Однажды на собрании шел жаркий спор о различных направлениях в искусстве; одни ратовали за идею, другие противопоставляли ей форму, и, как всегда в этих спорах, никто никому ничего не мог доказать и никто никого не мог убедить.
Богданов хмурился, вставал с места, подходил вплотную к говорившим и прислушивался одним ухом, запоминая каждое слово из разговора. Потом заговорил со мной:
-- Знаешь что?
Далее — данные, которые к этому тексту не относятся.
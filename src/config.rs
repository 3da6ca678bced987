//! Configuration management for squ.
//!
//! Handles loading MySQL connection parameters from a `.env` style file,
//! building the two connection-string forms, and reading SQL text from
//! files under the configured SQL directory.

use crate::error::{Result, SquError};
use crate::logging::diag;
use percent_encoding::{utf8_percent_encode, AsciiSet, NON_ALPHANUMERIC};
use std::collections::HashMap;
use std::fs;
use std::io::ErrorKind;
use std::num::NonZeroUsize;
use std::path::{Path, PathBuf};

/// URL scheme used for every connection string.
pub const MYSQL_SCHEME: &str = "mysql";

/// Number of partitions used by the partitioned backend unless overridden.
pub const DEFAULT_PARTITIONS: usize = 4;

/// Env keys read from the connection file.
const KEY_HOST: &str = "DB_HOST";
const KEY_USER: &str = "DB_USER";
const KEY_PASSWORD: &str = "DB_PASSWORD";
const KEY_NAME: &str = "DB_NAME";
const KEY_PORT: &str = "DB_PORT";

/// Everything outside the RFC 3986 unreserved set gets encoded in userinfo.
const USERINFO: &AsciiSet = &NON_ALPHANUMERIC
    .remove(b'-')
    .remove(b'.')
    .remove(b'_')
    .remove(b'~');

/// MySQL connection parameters.
///
/// Values are kept as raw strings: nothing is validated, and a key missing
/// from the source becomes an empty string.
#[derive(Debug, Clone, Default, PartialEq, Eq)]
pub struct ConnectionParams {
    host: String,
    user: String,
    password: String,
    database: String,
    port: String,
}

impl ConnectionParams {
    /// Extracts the five `DB_*` keys from a flat mapping. Other keys are ignored.
    pub fn from_map(map: &HashMap<String, String>) -> Self {
        let get = |key: &str| map.get(key).cloned().unwrap_or_default();
        Self {
            host: get(KEY_HOST),
            user: get(KEY_USER),
            password: get(KEY_PASSWORD),
            database: get(KEY_NAME),
            port: get(KEY_PORT),
        }
    }

    /// Parses a `.env` file without touching the process environment.
    pub fn from_env_file(path: &Path) -> Result<Self> {
        let iter = dotenvy::from_path_iter(path).map_err(|e| {
            SquError::config(format!("Failed to read env file {}: {e}", path.display()))
        })?;

        let mut map = HashMap::new();
        for item in iter {
            let (key, value) = item.map_err(|e| {
                SquError::config(format!("Invalid env file {}: {e}", path.display()))
            })?;
            map.insert(key, value);
        }

        Ok(Self::from_map(&map))
    }

    pub fn host(&self) -> &str {
        &self.host
    }

    pub fn user(&self) -> &str {
        &self.user
    }

    pub fn password(&self) -> &str {
        &self.password
    }

    pub fn database(&self) -> &str {
        &self.database
    }

    pub fn port(&self) -> &str {
        &self.port
    }

    /// Builds `mysql[+driver]://user:password@host:port/database`.
    ///
    /// User and password are percent-encoded; the other parts are used as-is.
    pub fn connection_string(&self, driver: Option<&str>) -> String {
        self.format_uri(driver, &encode_userinfo(&self.password))
    }

    /// Builds the plain `mysql://` form used by the columnar bulk reader.
    pub fn columnar_connection_string(&self) -> String {
        self.connection_string(None)
    }

    /// Same as [`connection_string`](Self::connection_string) with the password masked, for logs.
    pub fn redacted_connection_string(&self, driver: Option<&str>) -> String {
        let password = if self.password.is_empty() { "" } else { "***" };
        self.format_uri(driver, password)
    }

    fn format_uri(&self, driver: Option<&str>, password: &str) -> String {
        let scheme = match driver {
            Some(tag) => format!("{MYSQL_SCHEME}+{tag}"),
            None => MYSQL_SCHEME.to_string(),
        };
        format!(
            "{scheme}://{}:{password}@{}:{}/{}",
            encode_userinfo(&self.user),
            self.host,
            self.port,
            self.database
        )
    }

    /// Returns a display-safe string (no credentials).
    pub fn display_string(&self) -> String {
        format!("{} @ {}:{}", self.database, self.host, self.port)
    }
}

fn encode_userinfo(value: &str) -> String {
    utf8_percent_encode(value, USERINFO).to_string()
}

/// Runtime configuration for a [`Squ`](crate::query::Squ) instance.
///
/// Connection parameters are loaded once and never mutated afterwards.
#[derive(Debug, Clone)]
pub struct SquConfig {
    params: ConnectionParams,
    sql_dir: Option<PathBuf>,
    verbose: bool,
    partitions: NonZeroUsize,
}

impl SquConfig {
    /// Wraps already loaded connection parameters with default settings.
    pub fn new(params: ConnectionParams) -> Self {
        Self {
            params,
            sql_dir: None,
            verbose: false,
            partitions: default_partitions(),
        }
    }

    /// Loads connection parameters from the env file at `env_path`.
    pub fn load(env_path: impl AsRef<Path>) -> Result<Self> {
        let params = ConnectionParams::from_env_file(env_path.as_ref())?;
        Ok(Self::new(params))
    }

    /// Sets the directory `QuerySource::File` names are resolved against.
    pub fn with_sql_dir(mut self, dir: impl Into<PathBuf>) -> Self {
        self.sql_dir = Some(dir.into());
        self
    }

    pub fn with_verbose(mut self, verbose: bool) -> Self {
        self.verbose = verbose;
        self
    }

    /// Sets the partition count of the partitioned backend.
    pub fn with_partitions(mut self, partitions: NonZeroUsize) -> Self {
        self.partitions = partitions;
        self
    }

    pub fn params(&self) -> &ConnectionParams {
        &self.params
    }

    pub fn sql_dir(&self) -> Option<&Path> {
        self.sql_dir.as_deref()
    }

    pub fn verbose(&self) -> bool {
        self.verbose
    }

    pub fn partitions(&self) -> NonZeroUsize {
        self.partitions
    }

    /// Reads and trims the SQL text of `name` under the SQL directory.
    pub fn read_sql_file(&self, name: &str) -> Result<String> {
        let dir = self.sql_dir.as_deref().ok_or_else(|| {
            SquError::config(format!(
                "Cannot read SQL file {name}: no SQL directory configured"
            ))
        })?;

        let path = dir.join(name);
        match fs::read_to_string(&path) {
            Ok(content) => {
                let query = content.trim().to_string();
                diag!(self.verbose, file = %name, sql = %query, "Read SQL from file");
                Ok(query)
            }
            Err(e) if e.kind() == ErrorKind::NotFound => {
                diag!(self.verbose, file = %name, "SQL file not found");
                Err(SquError::sql_file(format!(
                    "The file {name} was not found in {}",
                    dir.display()
                )))
            }
            Err(e) => {
                diag!(self.verbose, file = %name, error = %e, "Failed to read SQL file");
                Err(SquError::sql_file(format!(
                    "An error occurred while reading {}: {e}",
                    path.display()
                )))
            }
        }
    }
}

fn default_partitions() -> NonZeroUsize {
    NonZeroUsize::new(DEFAULT_PARTITIONS).unwrap_or(NonZeroUsize::MIN)
}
Приходи-ка завтра ко мне непременно; я хочу показать тебе, что я надумал писать, да поговорим и о сегодняшнем вечере; эти разговоры переварить надо, чтоб от них была польза.
Пришел я к Ивану Петровичу на другой день в сумерках, с некоторым опозданием, за что мне, конечно, досталось.
-- Не люблю, -- кипятился Богданов, -- когда люди не приходят к назначенному времени, вот теперь придется показывать свой эскиз при лампе, и чай пил я в одиночестве.
На столе лежали неизменные огромные щипцы для сахара, лимон и колбаса с ситным хлебом. Скоро закипел на керосинке вновь налитый жестяной чайник.
-- Я хотел сказать тебе вот что, -- начал за чаем Иван Петрович, -- не понравился, знаешь, мне вчерашний разговор на собрании.
Одни говорят, что в искусстве важно что писать, а другие -- как писать. Выходит так, что тысячи лет писали люди и оставили нам прекрасные произведения, а не знали, что писать и как писать. Вот только сейчас это дело решается. И все под свое творчество теории да рецепты подводят, чтоб все у них выходило по их выдумкам. Вот уж действительно: собрались родители и обсуждают, какое им наследство на свет производить -- блондинов или брюнетов, инженеров или поэтов. А природа с ними не советуется, и нарождается дите, каким оно по законам наследственности и другим причинам должно на свет появиться. Вот я, скажем, ношу во чреве своем некое новое произведение, и оно появится на свет именно таким, каким должно быть от моего организма, ума, чувства и всех условий, окружающих меня, -- следовательно, и от тупика, где я пребываю.
Верно, говоришь? Ну, так давай выпьем еще чаю, а потом я доскажу остальное.
А колбаса важнецкая, что ни говори, и дешевле, чем в Охотном ряду.
Пришел сын Ивана Петровича, и ему сейчас же отец дал наставление, как надо содержать лампу:
-- Вот видишь, -- говорил Богданов, -- проходил до сумерек, а лампу не оправил. Посмотри, как стекло мухи засидели, а от этого свет слабее и глаза портиться будут.
Сын, видимо, привык к нотациям отца и весело отзывался на все его слова. Иван Петрович хвалил и свою лампу.
-- У меня, знаешь, свет лучше всякого там переменного и постоянного тока. Копоти от лампы никакой, а от электричества, что ни говори, глаза скоро болеть начинают.
После третьего стакана Иван Петрович скинул с себя пиджак и остался в одной синей рубахе с огромной заплатой на животе, нашитой, очевидно, собственноручно белыми суровыми нитками.